- [PROBLEM DESCRIPTION]
Every line below containing the word "subtract" should be found and copied.

Start of INPUT FOR THIS TASK

/// Media handlers: saturating arithmetic, parallel add/subtract, pack and
/// extend, bitfields and the misc group.
///
/// All of these share the multiply-family gate: only a PC destination moves
/// the step, and doing so is UNPREDICTABLE.

use crate::common::*;
use crate::core::{StepSource, PC_REG};
use super::NextAddr;
use super::alu::read_reg;

#[derive(Clone, Copy, PartialEq, Eq, Debug)]
pub enum SatOp {
    Qadd, Qsub, Qdadd, Qdsub,
    Ssat, Usat, Ssat16, Usat16,
}

#[derive(Clone, Copy, PartialEq, Eq, Debug)]
pub enum ParPrefix {
    S, Q, Sh, U, Uq, Uh,
}

#[derive(Clone, Copy, PartialEq, Eq, Debug)]
pub enum ParKind {
    Add16, Asx, Sax, Sub16, Add8, Sub8,
}

#[derive(Clone, Copy, PartialEq, Eq, Debug)]
pub enum PackOp {
    Pkh,
    Sxtb16, Sxtb, Sxth,
    Uxtb16, Uxtb, Uxth,
}

#[derive(Clone, Copy, PartialEq, Eq, Debug)]
pub enum MiscOp {
    Movw, Movt, Clz,
    Bfc, Bfi, Rbit, Rev, Rev16, Revsh,
    Sbfx, Ubfx, Sel,
    Usad8, Usada8,
}

fn pc_dest(result: u32) -> NextAddr {
    NextAddr::arm(result).unpredictable()
}

pub(super) fn saturating<C: StepSource>(core: &C, i: u32, op: SatOp) -> NextAddr {
    if field(i, 12, 15) as usize != PC_REG {
        return NextAddr::linear();
    }
    let result = match op {
        SatOp::Qadd | SatOp::Qsub | SatOp::Qdadd | SatOp::Qdsub => {
            let m = read_reg(core, field(i, 0, 3) as usize) as i32 as i64;
            let n = read_reg(core, field(i, 16, 19) as usize) as i32 as i64;
            match op {
                SatOp::Qadd => ssat_64(m + n) as u32,
                SatOp::Qsub => ssat_64(m - n) as u32,
                // The doubling saturates before the add/subtract.
                SatOp::Qdadd => ssat_64(m + ssat_64(2 * n) as i64) as u32,
                _ => ssat_64(m - ssat_64(2 * n) as i64) as u32,
            }
        }
        SatOp::Ssat | SatOp::Usat => {
            let rm = read_reg(core, field(i, 0, 3) as usize);
            let amount = field(i, 7, 11);
            let operand = if test_bit(i, 6) {
                // ASR; amount 0 encodes ASR #32, a full sign fill.
                let by = if amount == 0 { 31 } else { amount };
                (rm as i32) >> by
            } else {
                (rm << amount) as i32
            };
            if op == SatOp::Ssat {
                ssat(operand, field(i, 16, 20) as usize + 1) as u32
            } else {
                usat(operand, field(i, 16, 20) as usize)
            }
        }
        SatOp::Ssat16 => {
            let rm = read_reg(core, field(i, 0, 3) as usize);
            let width = field(i, 16, 19) as usize + 1;
            pack_16(
                ssat(hi_signed_16(rm), width) as u32,
                ssat(lo_signed_16(rm), width) as u32,
            )
        }
        SatOp::Usat16 => {
            let rm = read_reg(core, field(i, 0, 3) as usize);
            let width = field(i, 16, 19) as usize;
            pack_16(usat(hi_signed_16(rm), width), usat(lo_signed_16(rm), width))
        }
    };
    pc_dest(result)
}

/// One parallel lane: width-bit result of `v` per the variant.
fn par_lane(prefix: ParPrefix, v: i32, width: usize) -> u32 {
    let mask = if width == 16 { 0xFFFF } else { 0xFF };
    match prefix {
        ParPrefix::S | ParPrefix::U => (v as u32) & mask,
        ParPrefix::Q => (ssat(v, width) as u32) & mask,
        ParPrefix::Uq => usat(v, width),
        ParPrefix::Sh | ParPrefix::Uh => ((v >> 1) as u32) & mask,
    }
}

pub(super) fn parallel<C: StepSource>(
    core: &C,
    i: u32,
    prefix: ParPrefix,
    kind: ParKind,
) -> NextAddr {
    if field(i, 12, 15) as usize != PC_REG {
        return NextAddr::linear();
    }
    let n = read_reg(core, field(i, 16, 19) as usize);
    let m = read_reg(core, field(i, 0, 3) as usize);
    let signed = matches!(prefix, ParPrefix::S | ParPrefix::Q | ParPrefix::Sh);
    let h = |v: u32, top: bool| -> i32 {
        match (signed, top) {
            (true, false) => lo_signed_16(v),
            (true, true) => hi_signed_16(v),
            (false, false) => (v & 0xFFFF) as i32,
            (false, true) => (v >> 16) as i32,
        }
    };
    let b = |v: u32, k: usize| -> i32 {
        if signed { signed_byte(v, k) } else { byte_of(v, k) as i32 }
    };
    let result = match kind {
        ParKind::Add16 => pack_16(
            par_lane(prefix, h(n, true) + h(m, true), 16),
            par_lane(prefix, h(n, false) + h(m, false), 16),
        ),
        ParKind::Sub16 => pack_16(
            par_lane(prefix, h(n, true) - h(m, true), 16),
            par_lane(prefix, h(n, false) - h(m, false), 16),
        ),
        // Exchange forms cross the operand halfwords.
        ParKind::Asx => pack_16(
            par_lane(prefix, h(n, true) + h(m, false), 16),
            par_lane(prefix, h(n, false) - h(m, true), 16),
        ),
        ParKind::Sax => pack_16(
            par_lane(prefix, h(n, true) - h(m, false), 16),
            par_lane(prefix, h(n, false) + h(m, true), 16),
        ),
        ParKind::Add8 => pack_8(
            par_lane(prefix, b(n, 3) + b(m, 3), 8),
            par_lane(prefix, b(n, 2) + b(m, 2), 8),
            par_lane(prefix, b(n, 1) + b(m, 1), 8),
            par_lane(prefix, b(n, 0) + b(m, 0), 8),
        ),
        ParKind::Sub8 => pack_8(
            par_lane(prefix, b(n, 3) - b(m, 3), 8),
            par_lane(prefix, b(n, 2) - b(m, 2), 8),
            par_lane(prefix, b(n, 1) - b(m, 1), 8),
            par_lane(prefix, b(n, 0) - b(m, 0), 8),
        ),
    };
    pc_dest(result)
}

pub(super) fn pack_extend<C: StepSource>(core: &C, i: u32, op: PackOp) -> NextAddr {
    if field(i, 12, 15) as usize != PC_REG {
        return NextAddr::linear();
    }
    let rn = field(i, 16, 19) as usize;
    let n = read_reg(core, rn);
    let m = read_reg(core, field(i, 0, 3) as usize);
    // The extend forms rotate by a whole number of bytes first; their
    // accumulate variants kick in when Rn names a register.
    let rotated = m.rotate_right(field(i, 10, 11) * 8);
    let accumulate = rn != PC_REG;
    let result = match op {
        PackOp::Pkh => {
            let amount = field(i, 7, 11);
            if test_bit(i, 6) {
                // PKHTB; amount 0 encodes ASR #32.
                let by = if amount == 0 { 31 } else { amount };
                pack_16(n >> 16, (((m as i32) >> by) as u32) & 0xFFFF)
            } else {
                pack_16((m << amount) >> 16, n & 0xFFFF)
            }
        }
        PackOp::Sxtb => {
            let v = signed_byte(rotated, 0) as u32;
            if accumulate { n.wrapping_add(v) } else { v }
        }
        PackOp::Sxth => {
            let v = sign_extend(rotated & 0xFFFF, 16) as u32;
            if accumulate { n.wrapping_add(v) } else { v }
        }
        PackOp::Uxtb => {
            let v = rotated & 0xFF;
            if accumulate { n.wrapping_add(v) } else { v }
        }
        PackOp::Uxth => {
            let v = rotated & 0xFFFF;
            if accumulate { n.wrapping_add(v) } else { v }
        }
        PackOp::Sxtb16 => {
            let lo = signed_byte(rotated, 0) as u32;
            let hi = signed_byte(rotated, 2) as u32;
            if accumulate {
                pack_16((n >> 16).wrapping_add(hi), (n & 0xFFFF).wrapping_add(lo))
            } else {
                pack_16(hi, lo)
            }
        }
        PackOp::Uxtb16 => {
            let lo = byte_of(rotated, 0);
            let hi = byte_of(rotated, 2);
            if accumulate {
                pack_16((n >> 16).wrapping_add(hi), (n & 0xFFFF).wrapping_add(lo))
            } else {
                pack_16(hi, lo)
            }
        }
    };
    pc_dest(result)
}

pub(super) fn misc<C: StepSource>(core: &C, i: u32, op: MiscOp) -> NextAddr {
    // USAD places its destination in the multiply position.
    let rd = match op {
        MiscOp::Usad8 | MiscOp::Usada8 => field(i, 16, 19) as usize,
        _ => field(i, 12, 15) as usize,
    };
    if rd != PC_REG {
        return NextAddr::linear();
    }
    let m = read_reg(core, field(i, 0, 3) as usize);
    let result = match op {
        MiscOp::Movw => (field(i, 16, 19) << 12) | field(i, 0, 11),
        MiscOp::Movt => {
            let imm = (field(i, 16, 19) << 12) | field(i, 0, 11);
            (read_reg(core, rd) & 0xFFFF) | (imm << 16)
        }
        MiscOp::Clz => m.leading_zeros(),
        MiscOp::Bfc | MiscOp::Bfi => {
            let lsb = field(i, 7, 11) as usize;
            let msb = field(i, 16, 20) as usize;
            if msb < lsb {
                return NextAddr::linear().unpredictable();
            }
            let mask = bits(lsb, msb);
            let kept = read_reg(core, rd) & !mask;
            if op == MiscOp::Bfc {
                kept
            } else {
                kept | ((m << lsb) & mask)
            }
        }
        MiscOp::Rbit => m.reverse_bits(),
        MiscOp::Rev => m.swap_bytes(),
        MiscOp::Rev16 => ((m & 0xFF00_FF00) >> 8) | ((m & 0x00FF_00FF) << 8),
        MiscOp::Revsh => sign_extend(((m & 0xFF) << 8) | ((m >> 8) & 0xFF), 16) as u32,
        MiscOp::Sbfx | MiscOp::Ubfx => {
            let lsb = field(i, 7, 11) as usize;
            let width = field(i, 16, 20) as usize + 1;
            if lsb + width > 32 {
                return NextAddr::linear().unpredictable();
            }
            let v = (m >> lsb) & (bits(0, width - 1));
            if op == MiscOp::Sbfx { sign_extend(v, width) as u32 } else { v }
        }
        MiscOp::Sel => {
            let n = read_reg(core, field(i, 16, 19) as usize);
            let cpsr = core.cpsr();
            let mut out = 0;
            for k in 0..4 {
                let src = if cpsr.ge(k) { n } else { m };
                out |= (byte_of(src, k)) << (k * 8);
            }
            out
        }
        MiscOp::Usad8 | MiscOp::Usada8 => {
            let n = read_reg(core, field(i, 0, 3) as usize);
            let m2 = read_reg(core, field(i, 8, 11) as usize);
            let sum: u32 = (0..4)
                .map(|k| (byte_of(n, k) as i32 - byte_of(m2, k) as i32).unsigned_abs())
                .sum();
            if op == MiscOp::Usada8 {
                sum.wrapping_add(read_reg(core, field(i, 12, 15) as usize))
            } else {
                sum
            }
        }
    };
    pc_dest(result)
}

End of INPUT FOR THIS TASK

- [RESPONSE FOR THIS EXERCISE]
/// Media handlers: saturating arithmetic, parallel add/subtract, pack and
                // The doubling saturates before the add/subtract.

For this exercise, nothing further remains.